─── PROVIDED ENTRIES ───
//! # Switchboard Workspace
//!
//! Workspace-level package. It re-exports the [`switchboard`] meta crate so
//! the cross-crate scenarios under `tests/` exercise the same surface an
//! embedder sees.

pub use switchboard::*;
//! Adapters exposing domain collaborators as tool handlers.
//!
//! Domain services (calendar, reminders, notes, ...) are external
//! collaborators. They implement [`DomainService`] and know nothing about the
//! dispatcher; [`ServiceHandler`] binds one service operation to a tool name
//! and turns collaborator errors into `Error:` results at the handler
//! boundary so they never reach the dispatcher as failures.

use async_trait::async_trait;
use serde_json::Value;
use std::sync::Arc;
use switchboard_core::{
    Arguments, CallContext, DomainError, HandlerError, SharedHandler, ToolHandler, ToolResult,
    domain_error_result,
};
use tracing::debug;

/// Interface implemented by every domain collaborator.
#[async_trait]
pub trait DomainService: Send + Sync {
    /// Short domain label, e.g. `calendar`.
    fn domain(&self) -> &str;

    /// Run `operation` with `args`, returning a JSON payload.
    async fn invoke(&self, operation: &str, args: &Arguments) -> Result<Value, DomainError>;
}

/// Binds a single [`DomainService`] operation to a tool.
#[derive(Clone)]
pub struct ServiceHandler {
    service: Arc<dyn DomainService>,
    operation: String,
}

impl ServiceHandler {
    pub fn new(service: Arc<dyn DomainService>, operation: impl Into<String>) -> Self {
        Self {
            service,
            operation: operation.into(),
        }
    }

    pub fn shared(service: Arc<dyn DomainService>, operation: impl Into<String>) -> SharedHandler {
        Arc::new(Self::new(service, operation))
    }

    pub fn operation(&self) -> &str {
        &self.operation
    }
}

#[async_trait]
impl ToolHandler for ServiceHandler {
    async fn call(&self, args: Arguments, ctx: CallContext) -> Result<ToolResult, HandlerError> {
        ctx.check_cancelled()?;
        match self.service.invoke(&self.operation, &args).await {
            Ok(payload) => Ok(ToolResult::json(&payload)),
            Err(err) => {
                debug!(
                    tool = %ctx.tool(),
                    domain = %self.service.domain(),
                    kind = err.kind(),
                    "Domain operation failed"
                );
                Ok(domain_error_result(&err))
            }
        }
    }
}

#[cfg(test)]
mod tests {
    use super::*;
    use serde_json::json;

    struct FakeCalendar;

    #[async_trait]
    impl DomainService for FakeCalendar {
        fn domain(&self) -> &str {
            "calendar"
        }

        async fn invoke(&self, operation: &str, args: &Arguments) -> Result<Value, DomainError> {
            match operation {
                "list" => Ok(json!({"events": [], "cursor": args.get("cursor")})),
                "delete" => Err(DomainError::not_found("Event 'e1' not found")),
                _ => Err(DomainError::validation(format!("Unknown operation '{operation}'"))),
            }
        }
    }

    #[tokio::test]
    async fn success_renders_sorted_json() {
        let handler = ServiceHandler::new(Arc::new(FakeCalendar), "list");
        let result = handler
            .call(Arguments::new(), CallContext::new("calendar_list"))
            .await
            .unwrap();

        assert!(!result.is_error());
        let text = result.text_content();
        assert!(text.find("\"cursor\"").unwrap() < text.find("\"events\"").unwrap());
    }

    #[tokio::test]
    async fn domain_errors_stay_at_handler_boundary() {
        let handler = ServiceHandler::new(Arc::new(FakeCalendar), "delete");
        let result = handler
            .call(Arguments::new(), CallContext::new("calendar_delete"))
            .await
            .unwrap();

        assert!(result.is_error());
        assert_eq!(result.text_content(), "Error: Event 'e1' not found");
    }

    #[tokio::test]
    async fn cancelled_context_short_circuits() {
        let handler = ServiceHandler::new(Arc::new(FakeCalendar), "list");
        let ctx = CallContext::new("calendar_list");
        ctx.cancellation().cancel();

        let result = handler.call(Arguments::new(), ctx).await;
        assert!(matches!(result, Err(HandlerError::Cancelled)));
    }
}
───
─── PROVIDED ENTRIES ───
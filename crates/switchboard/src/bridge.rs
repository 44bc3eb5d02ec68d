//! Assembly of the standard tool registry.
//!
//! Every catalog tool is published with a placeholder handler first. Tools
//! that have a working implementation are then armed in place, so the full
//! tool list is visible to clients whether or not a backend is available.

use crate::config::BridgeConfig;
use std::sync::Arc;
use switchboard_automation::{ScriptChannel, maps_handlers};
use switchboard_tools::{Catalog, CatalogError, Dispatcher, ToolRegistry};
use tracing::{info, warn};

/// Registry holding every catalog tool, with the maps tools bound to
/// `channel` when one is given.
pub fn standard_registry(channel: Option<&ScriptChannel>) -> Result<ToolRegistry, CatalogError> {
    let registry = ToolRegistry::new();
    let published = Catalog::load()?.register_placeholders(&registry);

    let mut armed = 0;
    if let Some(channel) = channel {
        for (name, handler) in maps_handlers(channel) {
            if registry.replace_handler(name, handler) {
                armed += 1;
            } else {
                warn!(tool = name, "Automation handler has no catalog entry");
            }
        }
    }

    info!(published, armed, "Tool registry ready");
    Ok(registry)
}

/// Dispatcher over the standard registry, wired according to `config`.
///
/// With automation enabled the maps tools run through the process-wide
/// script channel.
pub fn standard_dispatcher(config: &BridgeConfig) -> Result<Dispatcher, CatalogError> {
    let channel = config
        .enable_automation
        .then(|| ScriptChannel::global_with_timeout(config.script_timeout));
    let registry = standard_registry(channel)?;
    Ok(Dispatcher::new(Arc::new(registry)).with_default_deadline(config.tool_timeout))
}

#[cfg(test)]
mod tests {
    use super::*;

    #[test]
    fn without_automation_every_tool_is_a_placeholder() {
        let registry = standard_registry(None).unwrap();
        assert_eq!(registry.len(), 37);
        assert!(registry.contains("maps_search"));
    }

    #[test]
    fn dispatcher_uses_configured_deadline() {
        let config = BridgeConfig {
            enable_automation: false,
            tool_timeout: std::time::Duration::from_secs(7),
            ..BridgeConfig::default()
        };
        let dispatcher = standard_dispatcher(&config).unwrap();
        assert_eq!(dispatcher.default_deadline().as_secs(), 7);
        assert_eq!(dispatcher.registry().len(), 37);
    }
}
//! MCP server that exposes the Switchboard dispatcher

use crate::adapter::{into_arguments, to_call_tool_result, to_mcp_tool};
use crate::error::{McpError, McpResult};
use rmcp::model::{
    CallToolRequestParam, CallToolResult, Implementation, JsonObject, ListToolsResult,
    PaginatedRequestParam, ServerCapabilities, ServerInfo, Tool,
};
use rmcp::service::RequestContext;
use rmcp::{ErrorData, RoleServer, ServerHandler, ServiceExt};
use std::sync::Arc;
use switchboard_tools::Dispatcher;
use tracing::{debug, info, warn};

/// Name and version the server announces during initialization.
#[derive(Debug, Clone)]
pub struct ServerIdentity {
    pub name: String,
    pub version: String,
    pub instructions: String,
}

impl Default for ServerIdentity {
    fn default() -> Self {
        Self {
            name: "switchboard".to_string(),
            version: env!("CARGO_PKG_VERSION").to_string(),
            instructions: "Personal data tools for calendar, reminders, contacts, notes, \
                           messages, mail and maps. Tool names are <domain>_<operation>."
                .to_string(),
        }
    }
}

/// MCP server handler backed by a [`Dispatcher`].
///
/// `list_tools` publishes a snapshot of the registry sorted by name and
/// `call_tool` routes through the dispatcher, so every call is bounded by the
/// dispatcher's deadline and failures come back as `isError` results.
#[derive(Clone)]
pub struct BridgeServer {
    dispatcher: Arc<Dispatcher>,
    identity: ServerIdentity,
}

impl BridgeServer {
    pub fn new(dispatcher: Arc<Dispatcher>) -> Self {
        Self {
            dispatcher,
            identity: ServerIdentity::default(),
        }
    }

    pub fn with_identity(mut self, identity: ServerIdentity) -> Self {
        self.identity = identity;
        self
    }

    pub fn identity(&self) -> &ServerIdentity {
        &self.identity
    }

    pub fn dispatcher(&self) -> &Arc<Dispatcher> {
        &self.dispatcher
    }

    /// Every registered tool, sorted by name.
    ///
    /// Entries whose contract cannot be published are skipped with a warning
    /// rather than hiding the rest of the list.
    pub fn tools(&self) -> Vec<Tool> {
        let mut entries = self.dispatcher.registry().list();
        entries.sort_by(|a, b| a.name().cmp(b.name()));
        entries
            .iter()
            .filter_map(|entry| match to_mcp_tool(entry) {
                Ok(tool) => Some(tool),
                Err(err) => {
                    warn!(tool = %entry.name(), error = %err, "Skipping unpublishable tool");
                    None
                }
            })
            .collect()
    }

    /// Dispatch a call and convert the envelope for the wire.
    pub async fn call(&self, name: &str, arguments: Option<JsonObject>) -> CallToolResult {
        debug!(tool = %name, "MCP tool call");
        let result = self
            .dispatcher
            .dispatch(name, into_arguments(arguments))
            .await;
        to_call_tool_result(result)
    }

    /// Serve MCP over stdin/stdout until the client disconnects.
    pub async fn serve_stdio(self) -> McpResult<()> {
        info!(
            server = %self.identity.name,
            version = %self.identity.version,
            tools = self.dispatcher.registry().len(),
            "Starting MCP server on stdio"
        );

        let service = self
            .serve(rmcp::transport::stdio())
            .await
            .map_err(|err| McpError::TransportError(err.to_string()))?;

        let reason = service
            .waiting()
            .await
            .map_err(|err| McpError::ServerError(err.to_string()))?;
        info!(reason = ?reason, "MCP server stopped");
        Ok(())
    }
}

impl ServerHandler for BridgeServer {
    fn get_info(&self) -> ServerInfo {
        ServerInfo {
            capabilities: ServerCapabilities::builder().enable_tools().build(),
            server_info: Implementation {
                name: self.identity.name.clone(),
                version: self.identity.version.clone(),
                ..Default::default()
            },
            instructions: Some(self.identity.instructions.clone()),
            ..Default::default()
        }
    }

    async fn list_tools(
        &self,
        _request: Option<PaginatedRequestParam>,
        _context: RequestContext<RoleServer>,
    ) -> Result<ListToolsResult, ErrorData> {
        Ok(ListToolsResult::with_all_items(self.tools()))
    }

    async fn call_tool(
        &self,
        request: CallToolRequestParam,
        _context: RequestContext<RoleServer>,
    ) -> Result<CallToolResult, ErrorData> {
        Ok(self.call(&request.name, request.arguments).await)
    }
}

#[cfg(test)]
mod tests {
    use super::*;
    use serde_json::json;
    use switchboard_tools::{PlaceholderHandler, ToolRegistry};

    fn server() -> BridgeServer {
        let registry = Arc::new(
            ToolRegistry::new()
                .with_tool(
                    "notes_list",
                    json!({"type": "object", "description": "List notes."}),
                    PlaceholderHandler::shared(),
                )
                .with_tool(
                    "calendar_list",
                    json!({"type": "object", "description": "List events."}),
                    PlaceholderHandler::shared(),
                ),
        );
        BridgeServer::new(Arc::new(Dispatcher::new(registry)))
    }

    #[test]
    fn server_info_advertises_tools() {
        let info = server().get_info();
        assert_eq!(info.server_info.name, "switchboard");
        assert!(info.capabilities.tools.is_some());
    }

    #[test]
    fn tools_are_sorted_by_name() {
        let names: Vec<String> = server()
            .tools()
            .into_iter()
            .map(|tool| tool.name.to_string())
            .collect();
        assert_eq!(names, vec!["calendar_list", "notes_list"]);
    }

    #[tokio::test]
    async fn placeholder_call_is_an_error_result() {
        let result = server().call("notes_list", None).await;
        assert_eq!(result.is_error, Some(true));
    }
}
───
EXERCISE AIM:
Looking at the entries above, count each line in which the word "published" occurs, then give the total and nothing further.

ANSWER BOX:
4